Task prompt
Within the records that follow, find every line containing the string "derive". Copy those lines.

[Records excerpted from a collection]
//! The bounded agent loop.
//!
//! ```text
//! ITERATE ──(no tool calls)──► DONE
//!    │
//!    └─(tool calls)─► TOOL_EXEC ─► ITERATE        (at most max_iterations provider calls)
//!                                     │
//!                                     └─(bound reached)─► TRUNCATED
//! ```
//!
//! Tool calls of one turn run one after another in the order the model
//! returned them. Every call goes through the operation catalog, so a
//! failing or refused operation becomes a tool-result turn the model can
//! read and correct, never an error of the loop. Only provider failures
//! abort a run.

use crate::flow::FlowLogger;
use crate::progress::ProgressEmitter;
use chrono::Utc;
use opsclaw_catalog::{InvalidField, InvokeOptions, OperationCatalog, ValidationReport};
use opsclaw_core::error::ProviderError;
use opsclaw_core::event::{DomainEvent, EventBus};
use opsclaw_core::message::{Message, MessageToolCall};
use opsclaw_core::operation::{Caller, ErrorCode, OperationOutcome};
use opsclaw_core::provider::{Provider, ProviderRequest, ToolDefinition, Usage};
use opsclaw_core::StepType;
use serde::{Deserialize, Serialize};
use serde_json::{Value, json};
use std::sync::Arc;
use std::time::Instant;
use thiserror::Error;
use tracing::{debug, info, warn};

/// Final answer when the iteration bound is hit.
pub const TRUNCATION_MESSAGE: &str = "I apologize, but I encountered too many steps. Please simplify your request.";

pub const DEFAULT_MAX_ITERATIONS: u32 = 10;

#[derive(Debug, Clone, Copy, PartialEq, Eq, Serialize, Deserialize)]
#[serde(rename_all = "snake_case")]
pub enum RunStatus {
    /// The model replied without tool calls
    Completed,
    /// The iteration bound was reached
    Truncated,
}

/// One tool call and what the catalog made of it.
#[derive(Debug, Clone, PartialEq, Serialize)]
pub struct ToolExecution {
    pub call: MessageToolCall,
    pub outcome: OperationOutcome,
    pub duration_ms: u64,
}

/// All tool calls requested in one model turn.
#[derive(Debug, Clone, PartialEq, Serialize)]
pub struct ToolBatch {
    pub iteration: u32,
    pub executions: Vec<ToolExecution>,
}

/// An operation parked until the user confirms it.
#[derive(Debug, Clone, PartialEq, Serialize, Deserialize)]
pub struct PendingAction {
    pub confirmation_id: String,
    pub operation: String,
    pub message: String,
    #[serde(default, skip_serializing_if = "Option::is_none")]
    pub data: Option<Value>,
}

Your solution
#[derive(Debug, Clone, Copy, PartialEq, Eq, Serialize, Deserialize)]
#[derive(Debug, Clone, PartialEq, Serialize)]
#[derive(Debug, Clone, PartialEq, Serialize)]
#[derive(Debug, Clone, PartialEq, Serialize, Deserialize)]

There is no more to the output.